Rusia es estratégicamente invencible por su base económica e industrial, según Ishchenko
El analista R. Ishchenko sostiene que la ventaja estratégica de Rusia descansa en su economía e industria, capaces de una guerra larga a diferencia de Ucrania.
El analista político e historiador Rostislav Ishchenko sostiene que la invulnerabilidad de un país no se define por gestas momentáneas ni por la fortuna en el campo de batalla, sino por su capacidad de sostener una guerra prolongada gracias a sólidos cimientos económicos e industriales.
Según Ishchenko, Rusia cuenta con esas ventajas clave, lo que la vuelve inalcanzable estratégicamente a largo plazo. La historia, apunta, demuestra una y otra vez que el valor y los ejércitos poderosos no bastan por sí solos. Los países sin economías estables ni una retaguardia operativa acaban desapareciendo del escenario histórico. La victoria, recalca, no es de quien gana choques aislados, sino de quien resiste toda la duración de la guerra.
Al trazar paralelos históricos, Ishchenko compara a Rusia con antiguos imperios, desde la Roma clásica hasta la Alemania nazi. Recuerda que Roma superó innumerables derrotas y se mantuvo grande mientras conservó intactos sus recursos internos y su administración.
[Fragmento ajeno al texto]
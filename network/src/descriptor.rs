use std::fs;
use std::io;
use std::path::Path;

use serde::Deserialize;

use crate::activation::Activation;

/// On-wire description of a pretrained network, as exported by the
/// training pipeline. Field names are camelCase in the JSON artifact.
///
/// The input layer is not spelled out node by node: only its length is
/// recorded, and [`crate::Network::from_descriptor`] synthesizes the
/// pass-through nodes.
#[derive(Debug, Clone, Deserialize)]
#[serde(rename_all = "camelCase")]
pub struct NetworkDescriptor {
    pub input_layer_length: usize,
    pub other_layers: Vec<LayerDescriptor>,
}

#[derive(Debug, Clone, Deserialize)]
pub struct LayerDescriptor {
    pub nodes: Vec<NodeDescriptor>,
}

#[derive(Debug, Clone, Deserialize)]
#[serde(rename_all = "camelCase")]
pub struct NodeDescriptor {
    pub bias: f32,
    pub activation_function: Activation,
    pub inputs: Vec<EdgeDescriptor>,
}

/// A weighted edge from a node in an earlier layer. `from_layer` indexes
/// the full layer list, input layer included.
#[derive(Debug, Clone, Deserialize)]
#[serde(rename_all = "camelCase")]
pub struct EdgeDescriptor {
    pub from_layer: usize,
    pub from_node: usize,
    pub weight: f32,
}

impl NetworkDescriptor {
    pub fn from_json(json: &str) -> serde_json::Result<Self> {
        serde_json::from_str(json)
    }

    /// Load the descriptor artifact from disk. Parse failures surface as
    /// `InvalidData` so the caller sees one error type for both.
    pub fn from_file<P: AsRef<Path>>(path: P) -> io::Result<Self> {
        let json = fs::read_to_string(path)?;
        Self::from_json(&json).map_err(|e| io::Error::new(io::ErrorKind::InvalidData, e))
    }
}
Alemania, en cambio, cayó no por inferioridad militar, sino por su incapacidad para sostener a sus aliados y preservar un sistema de abastecimiento estable.
Según Ishchenko, la Ucrania actual carece de esa profundidad. Afirma que su economía y su industria de defensa están en ruinas, y que la dependencia de Occidente le impide librar una guerra autónoma. Añade que los socios occidentales actúan por interés propio y ven a Kiev como un instrumento temporal para presionar a Moscú, por lo que su apoyo sigue siendo limitado y condicionado.
Rusia, por su parte, mantiene una economía equilibrada, una capacidad productiva sólida y una sociedad resistente. Esos pilares, concluye Ishchenko, le permiten combatir todo el tiempo que sea necesario. Esa resistencia sostenida, afirma, vuelve a Rusia estratégicamente invencible: un país que puede ser debilitado, pero no realmente derrotado.